• [Extracted records]
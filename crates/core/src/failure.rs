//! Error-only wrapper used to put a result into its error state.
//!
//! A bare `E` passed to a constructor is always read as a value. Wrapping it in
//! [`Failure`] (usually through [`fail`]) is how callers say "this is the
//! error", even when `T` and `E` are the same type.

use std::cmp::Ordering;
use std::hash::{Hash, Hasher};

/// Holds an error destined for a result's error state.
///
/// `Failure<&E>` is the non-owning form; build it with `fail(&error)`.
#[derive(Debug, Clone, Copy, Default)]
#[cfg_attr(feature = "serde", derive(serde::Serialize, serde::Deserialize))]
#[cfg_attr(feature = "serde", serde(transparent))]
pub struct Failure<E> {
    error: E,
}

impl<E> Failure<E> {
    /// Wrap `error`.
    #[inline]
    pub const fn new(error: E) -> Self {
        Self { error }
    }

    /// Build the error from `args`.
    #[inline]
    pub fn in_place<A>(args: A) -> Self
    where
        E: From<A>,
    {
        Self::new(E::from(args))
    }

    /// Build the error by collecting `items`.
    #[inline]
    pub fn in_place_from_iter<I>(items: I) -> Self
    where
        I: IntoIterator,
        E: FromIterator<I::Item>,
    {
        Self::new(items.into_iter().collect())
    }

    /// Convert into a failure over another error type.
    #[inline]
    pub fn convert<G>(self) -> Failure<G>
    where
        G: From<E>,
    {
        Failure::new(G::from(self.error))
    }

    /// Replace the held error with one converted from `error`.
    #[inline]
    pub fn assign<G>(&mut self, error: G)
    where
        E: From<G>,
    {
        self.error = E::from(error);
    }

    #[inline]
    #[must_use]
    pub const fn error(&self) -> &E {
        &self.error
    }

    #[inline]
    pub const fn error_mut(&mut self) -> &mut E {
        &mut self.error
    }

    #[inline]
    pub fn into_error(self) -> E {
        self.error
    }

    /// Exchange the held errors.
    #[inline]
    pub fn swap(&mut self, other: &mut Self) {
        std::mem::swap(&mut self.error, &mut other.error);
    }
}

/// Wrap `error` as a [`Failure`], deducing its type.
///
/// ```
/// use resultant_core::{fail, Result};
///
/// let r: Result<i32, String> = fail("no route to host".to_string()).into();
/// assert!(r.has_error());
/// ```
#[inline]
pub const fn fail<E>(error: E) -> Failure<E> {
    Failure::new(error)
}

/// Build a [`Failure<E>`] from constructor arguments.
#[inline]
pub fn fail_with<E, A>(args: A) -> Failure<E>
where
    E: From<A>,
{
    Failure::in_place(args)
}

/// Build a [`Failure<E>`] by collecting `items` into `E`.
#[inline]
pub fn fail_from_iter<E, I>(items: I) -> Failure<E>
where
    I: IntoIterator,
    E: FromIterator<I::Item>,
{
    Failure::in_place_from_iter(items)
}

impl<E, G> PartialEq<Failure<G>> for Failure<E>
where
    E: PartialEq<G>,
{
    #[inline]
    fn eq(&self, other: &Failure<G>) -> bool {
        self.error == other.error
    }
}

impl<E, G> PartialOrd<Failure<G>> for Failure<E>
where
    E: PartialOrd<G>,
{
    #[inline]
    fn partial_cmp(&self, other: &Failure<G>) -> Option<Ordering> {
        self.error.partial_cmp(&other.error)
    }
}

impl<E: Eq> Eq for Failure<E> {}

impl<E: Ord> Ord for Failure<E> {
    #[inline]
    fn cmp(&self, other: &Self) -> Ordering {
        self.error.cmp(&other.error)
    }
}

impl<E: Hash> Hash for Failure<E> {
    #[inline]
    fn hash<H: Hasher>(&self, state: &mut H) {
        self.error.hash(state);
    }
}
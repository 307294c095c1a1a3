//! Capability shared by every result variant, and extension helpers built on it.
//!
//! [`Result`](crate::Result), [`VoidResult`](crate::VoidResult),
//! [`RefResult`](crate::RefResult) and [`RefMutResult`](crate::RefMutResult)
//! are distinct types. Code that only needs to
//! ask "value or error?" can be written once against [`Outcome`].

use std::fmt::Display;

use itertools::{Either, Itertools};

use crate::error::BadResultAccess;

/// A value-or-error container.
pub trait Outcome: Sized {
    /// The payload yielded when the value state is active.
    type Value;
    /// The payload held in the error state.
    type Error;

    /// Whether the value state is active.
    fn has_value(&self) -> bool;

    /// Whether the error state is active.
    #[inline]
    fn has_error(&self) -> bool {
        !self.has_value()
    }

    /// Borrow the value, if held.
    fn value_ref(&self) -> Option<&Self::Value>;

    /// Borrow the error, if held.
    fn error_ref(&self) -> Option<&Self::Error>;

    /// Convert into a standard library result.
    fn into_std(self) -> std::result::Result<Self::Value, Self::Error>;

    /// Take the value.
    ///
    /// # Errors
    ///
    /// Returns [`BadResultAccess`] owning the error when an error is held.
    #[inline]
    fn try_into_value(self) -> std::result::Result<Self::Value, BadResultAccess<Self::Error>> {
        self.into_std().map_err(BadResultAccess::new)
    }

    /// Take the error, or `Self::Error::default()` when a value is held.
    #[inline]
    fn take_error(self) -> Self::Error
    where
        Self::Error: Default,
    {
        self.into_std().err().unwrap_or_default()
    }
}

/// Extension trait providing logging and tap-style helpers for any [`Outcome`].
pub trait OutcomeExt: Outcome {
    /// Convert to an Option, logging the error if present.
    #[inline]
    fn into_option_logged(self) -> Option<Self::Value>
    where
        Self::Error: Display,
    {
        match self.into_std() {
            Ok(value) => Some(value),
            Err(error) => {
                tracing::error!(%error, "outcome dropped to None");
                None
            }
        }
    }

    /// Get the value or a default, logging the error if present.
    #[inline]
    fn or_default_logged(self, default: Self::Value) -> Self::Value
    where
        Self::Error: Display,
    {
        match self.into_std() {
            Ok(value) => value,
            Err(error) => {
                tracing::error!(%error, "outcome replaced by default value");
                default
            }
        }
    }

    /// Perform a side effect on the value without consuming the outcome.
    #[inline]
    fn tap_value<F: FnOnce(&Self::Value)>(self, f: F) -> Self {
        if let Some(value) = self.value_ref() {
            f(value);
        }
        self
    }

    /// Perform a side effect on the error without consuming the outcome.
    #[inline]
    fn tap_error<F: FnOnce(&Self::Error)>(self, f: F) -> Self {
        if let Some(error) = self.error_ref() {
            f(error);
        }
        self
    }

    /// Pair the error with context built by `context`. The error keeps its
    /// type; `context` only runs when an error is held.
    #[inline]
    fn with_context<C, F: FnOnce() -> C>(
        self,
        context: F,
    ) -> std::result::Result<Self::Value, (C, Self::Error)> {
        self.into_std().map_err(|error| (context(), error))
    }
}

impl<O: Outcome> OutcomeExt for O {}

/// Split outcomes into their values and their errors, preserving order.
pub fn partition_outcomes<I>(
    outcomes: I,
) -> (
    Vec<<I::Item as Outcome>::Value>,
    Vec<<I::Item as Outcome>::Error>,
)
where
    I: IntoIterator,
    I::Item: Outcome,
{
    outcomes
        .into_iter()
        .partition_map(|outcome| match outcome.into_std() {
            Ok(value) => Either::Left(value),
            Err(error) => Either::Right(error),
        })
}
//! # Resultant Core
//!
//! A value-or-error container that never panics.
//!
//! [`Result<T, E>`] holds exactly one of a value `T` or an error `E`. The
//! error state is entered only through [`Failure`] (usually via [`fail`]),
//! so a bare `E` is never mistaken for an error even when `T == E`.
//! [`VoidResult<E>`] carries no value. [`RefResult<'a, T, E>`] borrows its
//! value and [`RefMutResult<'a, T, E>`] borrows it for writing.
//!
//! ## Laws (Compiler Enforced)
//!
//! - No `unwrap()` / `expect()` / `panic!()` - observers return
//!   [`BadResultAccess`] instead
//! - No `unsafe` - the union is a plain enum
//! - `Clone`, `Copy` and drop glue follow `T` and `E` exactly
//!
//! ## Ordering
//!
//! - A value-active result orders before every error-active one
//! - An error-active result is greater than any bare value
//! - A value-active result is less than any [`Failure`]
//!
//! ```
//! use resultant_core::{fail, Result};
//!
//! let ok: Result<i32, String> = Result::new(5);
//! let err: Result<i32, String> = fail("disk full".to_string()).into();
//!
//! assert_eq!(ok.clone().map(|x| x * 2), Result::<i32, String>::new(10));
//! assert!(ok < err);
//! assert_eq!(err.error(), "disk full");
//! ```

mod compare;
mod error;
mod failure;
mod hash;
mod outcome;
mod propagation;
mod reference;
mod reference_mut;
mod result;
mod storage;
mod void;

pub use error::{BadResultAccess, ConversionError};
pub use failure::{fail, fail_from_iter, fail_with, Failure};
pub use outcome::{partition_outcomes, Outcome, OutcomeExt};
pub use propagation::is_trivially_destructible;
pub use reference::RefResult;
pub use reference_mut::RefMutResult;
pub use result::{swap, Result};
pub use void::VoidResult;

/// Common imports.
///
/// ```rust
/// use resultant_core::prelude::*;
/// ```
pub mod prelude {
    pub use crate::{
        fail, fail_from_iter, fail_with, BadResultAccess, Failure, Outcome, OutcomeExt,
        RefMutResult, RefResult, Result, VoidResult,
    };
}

==

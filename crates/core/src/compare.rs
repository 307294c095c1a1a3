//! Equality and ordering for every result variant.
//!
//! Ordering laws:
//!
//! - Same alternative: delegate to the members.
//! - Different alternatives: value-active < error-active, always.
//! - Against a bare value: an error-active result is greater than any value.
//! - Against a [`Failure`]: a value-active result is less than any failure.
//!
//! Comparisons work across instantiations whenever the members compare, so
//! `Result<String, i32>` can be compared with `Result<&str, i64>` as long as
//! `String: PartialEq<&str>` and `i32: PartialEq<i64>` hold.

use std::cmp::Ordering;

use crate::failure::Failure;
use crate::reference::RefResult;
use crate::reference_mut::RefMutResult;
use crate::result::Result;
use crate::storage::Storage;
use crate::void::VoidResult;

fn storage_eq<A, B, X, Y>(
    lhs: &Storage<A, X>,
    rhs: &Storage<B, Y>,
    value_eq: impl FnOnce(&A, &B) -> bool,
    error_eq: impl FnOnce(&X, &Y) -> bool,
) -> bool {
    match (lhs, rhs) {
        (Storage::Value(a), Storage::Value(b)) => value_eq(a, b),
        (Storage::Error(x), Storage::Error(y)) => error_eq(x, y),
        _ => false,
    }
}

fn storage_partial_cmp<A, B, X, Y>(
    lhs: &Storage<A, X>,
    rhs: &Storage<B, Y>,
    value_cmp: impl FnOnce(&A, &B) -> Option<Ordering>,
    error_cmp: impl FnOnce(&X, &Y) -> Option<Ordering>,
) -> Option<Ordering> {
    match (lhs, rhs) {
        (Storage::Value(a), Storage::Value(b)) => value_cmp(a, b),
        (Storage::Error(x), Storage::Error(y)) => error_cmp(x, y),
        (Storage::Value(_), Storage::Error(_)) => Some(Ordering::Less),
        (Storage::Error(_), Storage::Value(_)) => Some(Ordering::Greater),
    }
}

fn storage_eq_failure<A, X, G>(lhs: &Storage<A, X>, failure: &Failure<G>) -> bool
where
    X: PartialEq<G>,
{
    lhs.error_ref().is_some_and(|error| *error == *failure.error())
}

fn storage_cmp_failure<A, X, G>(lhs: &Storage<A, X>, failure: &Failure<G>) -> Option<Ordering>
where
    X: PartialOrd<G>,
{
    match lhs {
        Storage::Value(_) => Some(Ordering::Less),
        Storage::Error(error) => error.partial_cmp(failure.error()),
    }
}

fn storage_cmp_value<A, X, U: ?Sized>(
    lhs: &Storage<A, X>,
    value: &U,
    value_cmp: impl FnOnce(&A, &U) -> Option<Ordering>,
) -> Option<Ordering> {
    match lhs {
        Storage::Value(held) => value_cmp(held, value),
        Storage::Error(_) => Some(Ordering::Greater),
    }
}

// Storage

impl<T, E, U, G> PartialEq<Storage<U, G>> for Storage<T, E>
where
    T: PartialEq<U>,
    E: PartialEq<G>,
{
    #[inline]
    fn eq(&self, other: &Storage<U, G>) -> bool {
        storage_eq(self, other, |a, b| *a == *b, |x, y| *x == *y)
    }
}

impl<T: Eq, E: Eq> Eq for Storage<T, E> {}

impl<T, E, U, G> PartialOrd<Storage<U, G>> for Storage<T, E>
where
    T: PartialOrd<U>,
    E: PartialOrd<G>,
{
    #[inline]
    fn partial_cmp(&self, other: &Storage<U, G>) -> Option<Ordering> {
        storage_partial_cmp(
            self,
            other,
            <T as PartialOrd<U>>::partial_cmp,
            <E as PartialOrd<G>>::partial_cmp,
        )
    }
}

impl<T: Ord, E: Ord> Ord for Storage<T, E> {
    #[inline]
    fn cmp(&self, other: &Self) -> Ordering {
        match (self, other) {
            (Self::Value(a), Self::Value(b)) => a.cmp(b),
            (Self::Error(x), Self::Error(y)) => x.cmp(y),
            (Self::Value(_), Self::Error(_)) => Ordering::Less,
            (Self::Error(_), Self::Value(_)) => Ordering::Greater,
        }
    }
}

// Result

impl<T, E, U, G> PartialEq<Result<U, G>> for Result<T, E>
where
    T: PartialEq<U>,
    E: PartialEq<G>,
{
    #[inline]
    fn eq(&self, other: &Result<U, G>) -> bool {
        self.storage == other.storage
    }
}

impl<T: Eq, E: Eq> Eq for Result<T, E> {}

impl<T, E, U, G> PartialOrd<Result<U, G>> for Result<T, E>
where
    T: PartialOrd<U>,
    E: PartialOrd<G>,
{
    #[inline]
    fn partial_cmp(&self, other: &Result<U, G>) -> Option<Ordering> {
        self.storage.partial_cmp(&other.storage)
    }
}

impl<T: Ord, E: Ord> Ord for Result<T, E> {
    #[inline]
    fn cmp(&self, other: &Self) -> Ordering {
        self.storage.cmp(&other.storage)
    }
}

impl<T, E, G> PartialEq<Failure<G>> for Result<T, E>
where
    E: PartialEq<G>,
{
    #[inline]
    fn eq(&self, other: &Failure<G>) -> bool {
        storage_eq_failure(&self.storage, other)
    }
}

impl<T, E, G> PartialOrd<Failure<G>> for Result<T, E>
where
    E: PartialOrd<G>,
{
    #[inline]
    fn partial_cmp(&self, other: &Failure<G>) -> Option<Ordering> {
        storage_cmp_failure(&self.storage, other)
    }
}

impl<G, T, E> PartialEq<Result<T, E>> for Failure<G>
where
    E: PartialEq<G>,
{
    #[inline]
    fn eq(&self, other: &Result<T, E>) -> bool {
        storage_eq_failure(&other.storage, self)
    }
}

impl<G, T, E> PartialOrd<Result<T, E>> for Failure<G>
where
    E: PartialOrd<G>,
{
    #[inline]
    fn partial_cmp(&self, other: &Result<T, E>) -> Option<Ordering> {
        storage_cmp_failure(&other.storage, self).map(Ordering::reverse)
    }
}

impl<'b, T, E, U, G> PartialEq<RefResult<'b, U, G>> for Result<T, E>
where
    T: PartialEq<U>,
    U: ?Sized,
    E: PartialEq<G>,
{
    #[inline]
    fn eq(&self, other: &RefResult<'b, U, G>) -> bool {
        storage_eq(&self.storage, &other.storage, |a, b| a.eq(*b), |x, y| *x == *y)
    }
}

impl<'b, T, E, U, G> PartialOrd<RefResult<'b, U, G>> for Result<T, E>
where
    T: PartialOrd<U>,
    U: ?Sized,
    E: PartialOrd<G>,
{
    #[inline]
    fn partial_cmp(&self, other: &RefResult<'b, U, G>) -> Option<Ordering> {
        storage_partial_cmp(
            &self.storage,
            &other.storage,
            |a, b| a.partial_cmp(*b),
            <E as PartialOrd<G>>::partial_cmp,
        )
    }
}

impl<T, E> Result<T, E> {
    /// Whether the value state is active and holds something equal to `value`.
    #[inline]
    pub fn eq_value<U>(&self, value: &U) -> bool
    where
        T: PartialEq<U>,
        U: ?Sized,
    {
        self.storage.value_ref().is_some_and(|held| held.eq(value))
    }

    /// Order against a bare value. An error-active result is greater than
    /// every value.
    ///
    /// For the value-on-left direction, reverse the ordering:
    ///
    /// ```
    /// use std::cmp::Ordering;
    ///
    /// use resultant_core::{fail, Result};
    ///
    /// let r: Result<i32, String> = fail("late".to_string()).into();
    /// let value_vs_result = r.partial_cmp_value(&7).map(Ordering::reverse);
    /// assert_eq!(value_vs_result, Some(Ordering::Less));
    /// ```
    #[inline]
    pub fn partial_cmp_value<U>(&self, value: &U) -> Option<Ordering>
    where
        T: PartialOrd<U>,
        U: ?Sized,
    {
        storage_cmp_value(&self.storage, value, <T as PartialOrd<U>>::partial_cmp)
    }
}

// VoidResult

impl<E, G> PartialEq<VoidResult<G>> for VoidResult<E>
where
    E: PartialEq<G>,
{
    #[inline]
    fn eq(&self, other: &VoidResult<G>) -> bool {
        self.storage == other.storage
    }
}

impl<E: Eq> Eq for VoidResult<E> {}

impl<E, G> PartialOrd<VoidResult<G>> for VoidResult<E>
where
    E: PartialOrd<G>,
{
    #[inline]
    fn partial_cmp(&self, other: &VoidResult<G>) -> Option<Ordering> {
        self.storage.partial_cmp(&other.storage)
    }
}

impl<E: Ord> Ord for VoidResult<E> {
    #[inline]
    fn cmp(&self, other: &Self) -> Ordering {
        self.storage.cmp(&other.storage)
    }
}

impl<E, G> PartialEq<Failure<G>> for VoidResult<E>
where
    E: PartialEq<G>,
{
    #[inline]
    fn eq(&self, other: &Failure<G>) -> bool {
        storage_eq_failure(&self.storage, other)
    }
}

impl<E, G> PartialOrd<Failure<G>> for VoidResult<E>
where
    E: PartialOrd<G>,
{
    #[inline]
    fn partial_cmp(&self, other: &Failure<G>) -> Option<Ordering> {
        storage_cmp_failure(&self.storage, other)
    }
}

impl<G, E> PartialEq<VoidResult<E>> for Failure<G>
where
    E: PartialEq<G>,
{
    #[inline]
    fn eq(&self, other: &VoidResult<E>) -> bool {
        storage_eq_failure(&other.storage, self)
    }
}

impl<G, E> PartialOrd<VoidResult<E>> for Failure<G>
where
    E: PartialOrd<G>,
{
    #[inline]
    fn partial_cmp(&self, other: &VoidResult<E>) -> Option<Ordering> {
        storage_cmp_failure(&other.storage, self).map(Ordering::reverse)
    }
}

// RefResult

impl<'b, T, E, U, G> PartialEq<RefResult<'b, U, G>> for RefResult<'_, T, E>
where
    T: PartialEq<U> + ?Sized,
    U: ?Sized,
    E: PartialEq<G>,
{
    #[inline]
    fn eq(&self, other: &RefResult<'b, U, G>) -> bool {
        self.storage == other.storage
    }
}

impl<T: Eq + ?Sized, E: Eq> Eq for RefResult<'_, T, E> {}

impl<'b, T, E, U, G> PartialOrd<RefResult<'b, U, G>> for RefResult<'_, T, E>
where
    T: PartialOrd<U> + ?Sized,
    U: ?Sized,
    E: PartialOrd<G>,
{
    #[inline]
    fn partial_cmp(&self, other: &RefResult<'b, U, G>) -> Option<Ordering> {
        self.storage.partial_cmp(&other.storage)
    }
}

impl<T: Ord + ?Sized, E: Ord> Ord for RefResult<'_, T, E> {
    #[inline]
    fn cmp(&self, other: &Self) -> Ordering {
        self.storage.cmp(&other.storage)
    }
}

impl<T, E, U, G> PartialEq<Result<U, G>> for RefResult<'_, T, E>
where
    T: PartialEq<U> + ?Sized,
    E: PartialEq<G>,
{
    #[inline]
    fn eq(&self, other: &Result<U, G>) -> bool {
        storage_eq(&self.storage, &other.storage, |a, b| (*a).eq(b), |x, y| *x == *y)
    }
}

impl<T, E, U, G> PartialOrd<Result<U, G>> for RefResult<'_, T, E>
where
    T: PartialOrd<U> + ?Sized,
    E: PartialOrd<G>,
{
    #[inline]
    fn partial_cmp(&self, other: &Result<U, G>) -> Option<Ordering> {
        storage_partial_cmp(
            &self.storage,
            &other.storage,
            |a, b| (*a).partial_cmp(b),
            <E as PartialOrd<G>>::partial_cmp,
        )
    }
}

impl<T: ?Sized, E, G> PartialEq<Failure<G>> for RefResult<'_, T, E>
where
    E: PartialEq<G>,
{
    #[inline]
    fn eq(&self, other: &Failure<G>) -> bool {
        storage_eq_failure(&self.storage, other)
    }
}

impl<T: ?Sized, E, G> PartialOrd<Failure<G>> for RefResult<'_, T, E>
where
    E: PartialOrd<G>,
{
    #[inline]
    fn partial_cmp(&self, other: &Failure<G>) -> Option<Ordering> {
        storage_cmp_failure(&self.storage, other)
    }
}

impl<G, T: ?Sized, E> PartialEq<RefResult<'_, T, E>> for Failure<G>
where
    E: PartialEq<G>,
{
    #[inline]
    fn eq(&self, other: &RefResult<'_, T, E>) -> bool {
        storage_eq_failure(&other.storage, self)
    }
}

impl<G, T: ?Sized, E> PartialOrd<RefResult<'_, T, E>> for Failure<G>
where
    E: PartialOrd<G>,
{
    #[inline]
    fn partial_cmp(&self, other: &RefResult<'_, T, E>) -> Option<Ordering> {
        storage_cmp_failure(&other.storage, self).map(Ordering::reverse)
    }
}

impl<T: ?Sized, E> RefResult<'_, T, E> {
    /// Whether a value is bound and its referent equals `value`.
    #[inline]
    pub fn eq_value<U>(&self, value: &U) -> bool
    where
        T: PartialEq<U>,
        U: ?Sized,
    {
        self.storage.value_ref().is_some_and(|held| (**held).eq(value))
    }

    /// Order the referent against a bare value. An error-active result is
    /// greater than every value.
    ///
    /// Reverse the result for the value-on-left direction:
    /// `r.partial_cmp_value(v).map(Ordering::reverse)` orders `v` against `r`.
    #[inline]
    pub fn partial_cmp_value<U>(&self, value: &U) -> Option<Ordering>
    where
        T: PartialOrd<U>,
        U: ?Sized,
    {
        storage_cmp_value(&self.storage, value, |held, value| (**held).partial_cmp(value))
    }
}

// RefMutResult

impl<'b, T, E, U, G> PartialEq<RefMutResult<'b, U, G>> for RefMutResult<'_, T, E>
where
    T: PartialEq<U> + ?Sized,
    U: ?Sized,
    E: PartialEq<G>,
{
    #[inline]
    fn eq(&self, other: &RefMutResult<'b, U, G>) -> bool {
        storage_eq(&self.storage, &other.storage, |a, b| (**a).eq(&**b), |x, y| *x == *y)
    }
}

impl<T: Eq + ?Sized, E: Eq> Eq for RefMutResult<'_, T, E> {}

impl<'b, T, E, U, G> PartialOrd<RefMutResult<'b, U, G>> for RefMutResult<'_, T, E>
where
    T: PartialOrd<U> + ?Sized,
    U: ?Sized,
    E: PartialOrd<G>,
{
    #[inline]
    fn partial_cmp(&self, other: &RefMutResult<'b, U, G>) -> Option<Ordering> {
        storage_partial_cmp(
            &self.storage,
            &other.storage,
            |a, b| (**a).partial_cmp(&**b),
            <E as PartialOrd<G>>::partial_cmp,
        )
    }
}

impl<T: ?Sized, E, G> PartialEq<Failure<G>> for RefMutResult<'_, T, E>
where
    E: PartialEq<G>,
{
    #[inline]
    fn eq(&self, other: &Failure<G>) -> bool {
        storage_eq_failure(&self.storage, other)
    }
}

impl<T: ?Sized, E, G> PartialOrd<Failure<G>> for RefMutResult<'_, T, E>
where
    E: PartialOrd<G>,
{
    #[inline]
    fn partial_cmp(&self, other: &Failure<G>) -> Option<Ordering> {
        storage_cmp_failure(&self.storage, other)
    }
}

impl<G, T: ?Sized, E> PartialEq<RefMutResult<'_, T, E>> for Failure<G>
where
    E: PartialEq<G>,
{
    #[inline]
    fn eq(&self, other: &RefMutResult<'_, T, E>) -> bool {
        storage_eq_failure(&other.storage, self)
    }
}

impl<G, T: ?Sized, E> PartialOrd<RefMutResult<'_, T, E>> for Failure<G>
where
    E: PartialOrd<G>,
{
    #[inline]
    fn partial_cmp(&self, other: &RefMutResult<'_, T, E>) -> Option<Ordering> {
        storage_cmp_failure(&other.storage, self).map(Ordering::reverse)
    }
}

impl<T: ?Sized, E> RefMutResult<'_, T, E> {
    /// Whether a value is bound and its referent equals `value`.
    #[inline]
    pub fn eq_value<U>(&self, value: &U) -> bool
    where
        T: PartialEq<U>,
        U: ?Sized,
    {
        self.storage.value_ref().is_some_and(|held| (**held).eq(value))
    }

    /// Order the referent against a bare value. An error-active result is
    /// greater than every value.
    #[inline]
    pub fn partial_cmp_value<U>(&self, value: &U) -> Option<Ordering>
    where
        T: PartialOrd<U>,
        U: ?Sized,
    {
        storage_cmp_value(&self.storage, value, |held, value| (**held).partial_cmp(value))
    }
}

• [Activity]
Extract every line of the records above that contains the word "args".

• [Exercise result]
    /// Build the error from `args`.
    pub fn in_place<A>(args: A) -> Self
        Self::new(E::from(args))
pub fn fail_with<E, A>(args: A) -> Failure<E>
    Failure::in_place(args)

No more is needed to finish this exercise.